Birth Date: | 28 May 1905 |
Alma Mater: | University of Arizona |
Occupation: | Anthropologist |
Spouse: | John Frederick Tanner |
Clara Lee Tanner (née Clara Lee Fraps; May 28, 1905 – December 22, 1997)[1] was an American anthropologist, editor and art historian. She is known for studies of the arts and crafts of American Indians of the Southwest.[2]
Born Clara Lee Fraps in Biscoe, North Carolina, the daughter of Joseph Conrad Fraps, a railroad machinist, and his wife, Clara Dargon Lee Fraps. She moved with her family to Tucson, Arizona, at the age of two.[2]
She graduated from the University of Arizona with a double major in English and archaeology, in 1927,[2] the first year that an archaeology major was offered. Her teacher in the latter field was Byron Cummings, who had steadily developed the department of archaeology at the university since his arrival in 1915.[3]
With Cummings's encouragement, she went on to graduate study, and, in 1928, became one of the university's first three recipients of master's degrees in archaeology, along with fellow students Florence May Hawley and Emil Walter Haury. In her master's thesis, initially entitled, "Hopiland" and ultimately submitted under the title "Archaeological Survey of Arizona,"[4] Tanner undertook a survey of all known prehistoric habitations in the state.[5]
Fraps (Tanner) received an appointment as a lecturer in the archaeology department at the University of Arizona for the fall semester 1928, and continued to teach there over the course of her career, becoming an assistant professor in 1935, associate professor in 1957, and full professor in 1968; she retired with the title of professor emerita in 1978.[6] [7]
She pursued further graduate work at the National University in Mexico City, in 1929, and the Oriental Institute of the University of Chicago, in 1934.[2]

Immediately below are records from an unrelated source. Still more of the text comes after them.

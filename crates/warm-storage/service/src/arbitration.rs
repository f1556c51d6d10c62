//! Fault-aware settlement arbitration
//!
//! When the ledger settles the storage rail over `(from, to]` it asks this
//! service how much of the proposed amount is owed. Only epochs covered by a
//! proven period are paid, and the settlement watermark stops at the start of
//! a trailing unproven period so it can still be paid once proven.
//!
//! ```text
//!           first (partial)        middle (whole)        last (partial)
//!  from ──►|.......D(s)|.............D(s+1)|...........D(e-1)|......to
//!          └ proven? ─┘ └─ proven? ────────┘                 └ proven? ┘
//! ```

use alloy_primitives::U256;
use serde::{Deserialize, Serialize};
use tracing::{debug, trace};
use warm_storage_primitives::{Epoch, RailId, TokenAmount};

use crate::{ProvingState, Result, ServiceError, state::ServiceState};

/// Answer to a settlement request
#[derive(Debug, Clone, PartialEq, Eq, Serialize, Deserialize)]
pub struct ValidationOutcome {
    /// Amount the payee receives
    pub modified_amount: TokenAmount,
    /// Epoch up to which the rail is considered settled
    pub settle_up_to: Epoch,
    /// Explanation for the ledger
    pub note: String,
}

/// Proven epochs within a settlement range
#[derive(Debug, Clone, Copy, PartialEq, Eq)]
pub struct ProvenEpochs {
    /// Epochs covered by proven periods
    pub count: u64,
    /// Settlement watermark
    pub settle_up_to: Epoch,
}

/// Count proven epochs in `(from, to]`
///
/// `proving` must be activated. `to` must lie in `[activation, current_epoch]`.
pub fn find_proven_epochs(
    proving: &ProvingState,
    from: Epoch,
    to: Epoch,
    current_epoch: Epoch,
) -> Result<ProvenEpochs> {
    let activation = proving.activation_epoch;
    if to < activation {
        return Err(ServiceError::SettlementBeforeActivation { to, activation });
    }
    if to > current_epoch {
        return Err(ServiceError::SettlementInFuture { to, current: current_epoch });
    }

    let from = from.max(activation.saturating_sub(1));
    let schedule = proving.schedule();
    let max_period = schedule.max_proving_period;

    let starting_period = schedule.period_containing(from + 1);
    let starting_deadline = schedule.period_deadline(starting_period);
    let starting_proven = proving.is_period_proven(starting_period);

    if to <= starting_deadline {
        return Ok(if starting_proven {
            ProvenEpochs { count: to - from, settle_up_to: to }
        } else {
            ProvenEpochs { count: 0, settle_up_to: from }
        });
    }

    let mut count = if starting_proven { starting_deadline - from } else { 0 };

    let ending_period = schedule.period_containing(to);
    let middle = proving.proven_periods.count_in(starting_period + 1, ending_period);
    count = middle
        .checked_mul(max_period)
        .and_then(|epochs| epochs.checked_add(count))
        .ok_or(ServiceError::Overflow("proven epochs"))?;

    let mut settle_up_to = schedule.period_deadline(ending_period - 1);
    if proving.is_period_proven(ending_period) {
        count += to - settle_up_to;
        settle_up_to = to;
    }

    Ok(ProvenEpochs { count, settle_up_to })
}

impl ServiceState {
    /// Arbitrate a settlement of `proposed` over `(from, to]` on `rail_id`
    pub fn arbitrate(
        &self,
        rail_id: RailId,
        proposed: TokenAmount,
        from: Epoch,
        to: Epoch,
        rate: TokenAmount,
        current_epoch: Epoch,
    ) -> Result<ValidationOutcome> {
        let data_set_id =
            *self.rail_to_data_set.get(&rail_id).ok_or(ServiceError::RailNotAssociated(rail_id))?;
        if to <= from {
            return Err(ServiceError::InvalidEpochRange { from, to });
        }
        let data_set =
            self.data_sets.get(&data_set_id).ok_or(ServiceError::DataSetNotFound(data_set_id))?;

        if rail_id != data_set.pdp_rail_id {
            trace!(target: "warm_storage::arbitration", rail_id, data_set_id, "egress rail passes through");
            return Ok(ValidationOutcome {
                modified_amount: proposed,
                settle_up_to: to,
                note: String::new(),
            });
        }

        let proving =
            self.proving.get(&data_set_id).ok_or(ServiceError::DataSetNotFound(data_set_id))?;
        if !proving.is_active() {
            return Ok(ValidationOutcome {
                modified_amount: U256::ZERO,
                settle_up_to: from,
                note: "proving period not yet initialized".to_string(),
            });
        }

        let proven = find_proven_epochs(proving, from, to, current_epoch)?;
        let total = to - from;
        debug!(
            target: "warm_storage::arbitration",
            rail_id,
            data_set_id,
            from,
            to,
            %rate,
            proven_epochs = proven.count,
            settle_up_to = proven.settle_up_to,
            "arbitrated settlement"
        );

        if proven.count == 0 {
            return Ok(ValidationOutcome {
                modified_amount: U256::ZERO,
                settle_up_to: proven.settle_up_to,
                note: "no proven epochs in the requested range".to_string(),
            });
        }

        let modified_amount = proposed
            .checked_mul(U256::from(proven.count))
            .ok_or(ServiceError::Overflow("modified amount"))?
            .checked_div(U256::from(total))
            .ok_or(ServiceError::DivisionByZero("modified amount"))?;

        Ok(ValidationOutcome {
            modified_amount,
            settle_up_to: proven.settle_up_to,
            note: format!("proven epochs: {} of {}", proven.count, total),
        })
    }
}

#[cfg(test)]
mod tests {
    use super::*;
    use assert_matches::assert_matches;
    use proptest::prelude::*;
    use warm_storage_primitives::ProvingParams;

    const M: u64 = 2880;

    fn proving(activation: Epoch, proven: &[u64]) -> ProvingState {
        let mut state = ProvingState::new(ProvingParams::new(M, 60));
        state.activation_epoch = activation;
        state.proving_deadline = activation + M;
        for period in proven {
            state.proven_periods.insert(*period);
        }
        state
    }

    #[test]
    fn test_range_bounds() {
        let state = proving(1000, &[]);
        assert_eq!(
            find_proven_epochs(&state, 0, 999, 5000),
            Err(ServiceError::SettlementBeforeActivation { to: 999, activation: 1000 })
        );
        assert_eq!(
            find_proven_epochs(&state, 1000, 5001, 5000),
            Err(ServiceError::SettlementInFuture { to: 5001, current: 5000 })
        );
    }

    #[test]
    fn test_inside_first_period() {
        let unproven = proving(1000, &[]);
        assert_eq!(
            find_proven_epochs(&unproven, 1500, 2000, 9000),
            Ok(ProvenEpochs { count: 0, settle_up_to: 1500 })
        );

        let proven = proving(1000, &[0]);
        assert_eq!(
            find_proven_epochs(&proven, 1500, 2000, 9000),
            Ok(ProvenEpochs { count: 500, settle_up_to: 2000 })
        );
    }

    #[test]
    fn test_from_clamped_to_activation() {
        let state = proving(1000, &[0]);
        // (999, 2000] is the counted range
        assert_eq!(
            find_proven_epochs(&state, 0, 2000, 9000),
            Ok(ProvenEpochs { count: 1001, settle_up_to: 2000 })
        );
    }

    #[test]
    fn test_multi_period_walk() {
        // deadlines: 3880, 6760, 9640, 12520
        let state = proving(1000, &[0, 2]);
        let proven = find_proven_epochs(&state, 2000, 11_000, 20_000).unwrap();
        // first: 3880 - 2000, middle: period 2 whole, last (period 3) unproven
        assert_eq!(proven, ProvenEpochs { count: 1880 + M, settle_up_to: 9640 });

        let state = proving(1000, &[0, 1, 2, 3]);
        assert_eq!(
            find_proven_epochs(&state, 2000, 11_000, 20_000),
            Ok(ProvenEpochs { count: 9000, settle_up_to: 11_000 })
        );
    }

    #[test]
    fn test_range_ending_on_deadline() {
        let state = proving(1000, &[0]);
        assert_eq!(
            find_proven_epochs(&state, 999, 3880, 9000),
            Ok(ProvenEpochs { count: 2881, settle_up_to: 3880 })
        );
    }

    #[test]
    fn test_deadline_epoch_belongs_to_its_period() {
        // (3879, 6760] starts with epoch 3880, the deadline of period 0
        let later_only = proving(1000, &[1]);
        assert_eq!(
            find_proven_epochs(&later_only, 3879, 6760, 9000),
            Ok(ProvenEpochs { count: M, settle_up_to: 6760 })
        );

        let first_only = proving(1000, &[0]);
        assert_eq!(
            find_proven_epochs(&first_only, 3879, 3880, 9000),
            Ok(ProvenEpochs { count: 1, settle_up_to: 3880 })
        );
        assert_eq!(
            find_proven_epochs(&first_only, 3879, 6760, 9000),
            Ok(ProvenEpochs { count: 1, settle_up_to: 3880 })
        );
    }

    fn state_with(proving_state: ProvingState) -> ServiceState {
        let mut state = ServiceState::default();
        state.rail_to_data_set.insert(10, 1);
        state.rail_to_data_set.insert(11, 1);
        state.data_sets.insert(
            1,
            crate::DataSet {
                id: 1,
                payer: alloy_primitives::Address::repeat_byte(1),
                service_provider: alloy_primitives::Address::repeat_byte(2),
                payee: alloy_primitives::Address::repeat_byte(3),
                provider_id: 1,
                client_data_set_id: U256::ZERO,
                pdp_rail_id: 10,
                cache_miss_rail_id: Some(11),
                cdn_rail_id: None,
                commission_bps: 0,
                pdp_end_epoch: 0,
                with_cdn: false,
                metadata: vec![],
                piece_metadata: Default::default(),
                pieces_added: 0,
            },
        );
        state.proving.insert(1, proving_state);
        state
    }

    #[test]
    fn test_arbitrate_request_validation() {
        let state = state_with(proving(1000, &[0]));
        assert_eq!(
            state.arbitrate(99, U256::from(1), 0, 10, U256::ZERO, 100),
            Err(ServiceError::RailNotAssociated(99))
        );
        assert_eq!(
            state.arbitrate(10, U256::from(1), 10, 10, U256::ZERO, 100),
            Err(ServiceError::InvalidEpochRange { from: 10, to: 10 })
        );
    }

    #[test]
    fn test_egress_rail_passes_through() {
        let state = state_with(ProvingState::new(ProvingParams::new(M, 60)));
        let outcome = state.arbitrate(11, U256::from(777), 5, 50, U256::ZERO, 100).unwrap();
        assert_eq!(outcome.modified_amount, U256::from(777));
        assert_eq!(outcome.settle_up_to, 50);
    }

    #[test]
    fn test_never_activated() {
        let state = state_with(ProvingState::new(ProvingParams::new(M, 60)));
        let outcome = state.arbitrate(10, U256::from(2880), 0, 2880, U256::from(1), 3000).unwrap();
        assert_eq!(outcome.modified_amount, U256::ZERO);
        assert_eq!(outcome.settle_up_to, 0);
        assert!(!outcome.note.is_empty());
    }

    #[test]
    fn test_partial_payment() {
        let state = state_with(proving(1000, &[0, 2]));
        let outcome = state.arbitrate(10, U256::from(9000), 2000, 11_000, U256::from(1), 20_000).unwrap();
        assert_eq!(outcome.modified_amount, U256::from(9000u64 * (1880 + M) / 9000));
        assert_eq!(outcome.settle_up_to, 9640);
    }

    #[test]
    fn test_unproven_range_pays_nothing() {
        let state = state_with(proving(1000, &[]));
        assert_matches!(
            state.arbitrate(10, U256::from(100), 1000, 8000, U256::from(1), 8000),
            Ok(ValidationOutcome { modified_amount, settle_up_to: 6760, .. }) if modified_amount.is_zero()
        );
    }

    proptest! {
        #[test]
        fn prop_fully_proven_pays_in_full(from in 999u64..30_000, len in 1u64..30_000, proposed in 0u64..u64::MAX) {
            let state = state_with(proving(1000, &(0..30).collect::<Vec<_>>()));
            let to = from + len;
            let outcome = state.arbitrate(10, U256::from(proposed), from, to, U256::ZERO, to).unwrap();
            prop_assert_eq!(outcome.settle_up_to, to);
            if proposed > 0 {
                prop_assert_eq!(outcome.modified_amount, U256::from(proposed));
            }
        }

        #[test]
        fn prop_proven_never_exceeds_range(
            proven in proptest::collection::btree_set(0u64..20, 0..20),
            from in 999u64..40_000,
            len in 1u64..40_000,
        ) {
            let periods: Vec<u64> = proven.into_iter().collect();
            let state = proving(1000, &periods);
            let to = from + len;
            let result = find_proven_epochs(&state, from, to, to).unwrap();
            prop_assert!(result.count <= to - from);
            prop_assert!(result.settle_up_to >= from && result.settle_up_to <= to);
        }
    }
}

In 1937, when Cummings retired and his former student, Emil Haury, took over as chair of the department, Haury initiated a change in its name to the Department of Anthropology, to reflect the breadth of scholarly activities it had come to encompass; he also aimed to expand it to include social anthropology, applied anthropology, and ethnology.[8] Haury asked Tanner to develop a course on Southwest ethnology and archaeology. From around this time she began to focus her research on Southwest Indian arts, crafts, and ethnology.
In 1938, she married John Frederick Tanner, the proprietor of an Indian craft store in Tucson.[9] Her involvement in her husband's work was another influence that shifted her research interests in the direction of regional cultural anthropology.

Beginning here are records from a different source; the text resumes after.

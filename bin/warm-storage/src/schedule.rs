//! `schedule` subcommand

use clap::Args;
use serde::Serialize;
use std::path::PathBuf;
use warm_storage_primitives::{ChallengeWindow, Epoch, PeriodSchedule, ProvingParams};

use crate::config::load_or_default;

#[derive(Debug, Args)]
pub(crate) struct ScheduleArgs {
    /// Path to the TOML configuration, defaults apply when omitted
    #[arg(long, short = 'c')]
    config: Option<PathBuf>,

    /// Epoch the first proving period started
    #[arg(long)]
    activation: Epoch,

    /// Number of periods to print
    #[arg(long, short = 'n', default_value = "4")]
    periods: u64,

    /// Print JSON instead of a table
    #[arg(long)]
    json: bool,
}

/// One proving period of a schedule
#[derive(Debug, Clone, PartialEq, Eq, Serialize)]
pub(crate) struct PeriodRow {
    period: u64,
    first_epoch: Epoch,
    deadline: Epoch,
    window: ChallengeWindow,
}

impl ScheduleArgs {
    pub(crate) fn run(self) -> eyre::Result<()> {
        eyre::ensure!(self.activation > 0, "activation epoch must be non-zero");
        let config = load_or_default(self.config.as_deref())?;
        let rows = schedule_rows(self.activation, config.proving, self.periods);

        if self.json {
            println!("{}", serde_json::to_string_pretty(&rows)?);
            return Ok(());
        }

        println!("{:>8} {:>12} {:>12}  window", "period", "first", "deadline");
        for row in rows {
            println!("{:>8} {:>12} {:>12}  {}", row.period, row.first_epoch, row.deadline, row.window);
        }
        Ok(())
    }
}

fn schedule_rows(activation: Epoch, params: ProvingParams, periods: u64) -> Vec<PeriodRow> {
    let schedule = PeriodSchedule::new(activation, params);
    (0..periods)
        .map(|period| {
            let deadline = schedule.period_deadline(period);
            PeriodRow {
                period,
                first_epoch: schedule.period_start(period) + 1,
                deadline,
                window: schedule.window(deadline),
            }
        })
        .collect()
}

Tanner had regularly taken part in the university's summer excavation programs, and conducted archaeological and ethnological research at San Carlos and at the Tanque Verde ruins, a site of prehistoric dwellings.[4] Later, in the interest of her research she traveled extensively throughout the Southwest; besides conducting archaeological studies she visited Native American craftspeople to observe them at work.[7]
From 1938 to 1949 Tanner served as the editor of Kiva,[6] the journal of the Arizona Archaeological and Historical Society (affiliated with the Arizona State Museum), devoted to Southwestern archaeology, anthropology and history.

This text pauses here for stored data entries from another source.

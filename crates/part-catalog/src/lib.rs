//! part-catalog: catalog tables, row/variant selection and the parameter
//! resolver that turns a selected row into working dimensions.

pub mod dims;
pub mod notice;
pub mod resolver;
pub mod selection;
pub mod table;

pub use dims::{Dim, ResolvedDimensions};
pub use notice::{Notice, NoticeLevel};
pub use resolver::{
    resolve, ConfigurationError, DeriveFn, DimRule, DimSource, Resolution, ResolverSpec,
    SizeClassRule,
};
pub use selection::{SelectionEdit, SelectionState, Variant};
pub use table::{CatalogError, CatalogTable};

Clara and John Tanner had one child, a daughter, Sandra Lee (married: Elers), born in 1940.[6] [7] Out of concern for her family life, Tanner never completed a Ph.D., despite having accumulated additional graduate credits, and that lack may have slowed her promotion to full professor; Emil Haury, the department chair through the mid-1960s, regarded her as influential in the department, for having achieved "recognition through her writing".[10] She was the author of some eight books and more than 100 articles published in scholarly journals, magazines, and newspapers.[6]
Reviewing her book Southwest Indian Craft Arts in 1969, archaeologist Neil Judd noted her expertise in the handicrafts of approximately two dozen ethnic groups of the region, and found that the book, with its meticulously accurate illustrations, successfully conveyed the changes in crafts over two generations.[11]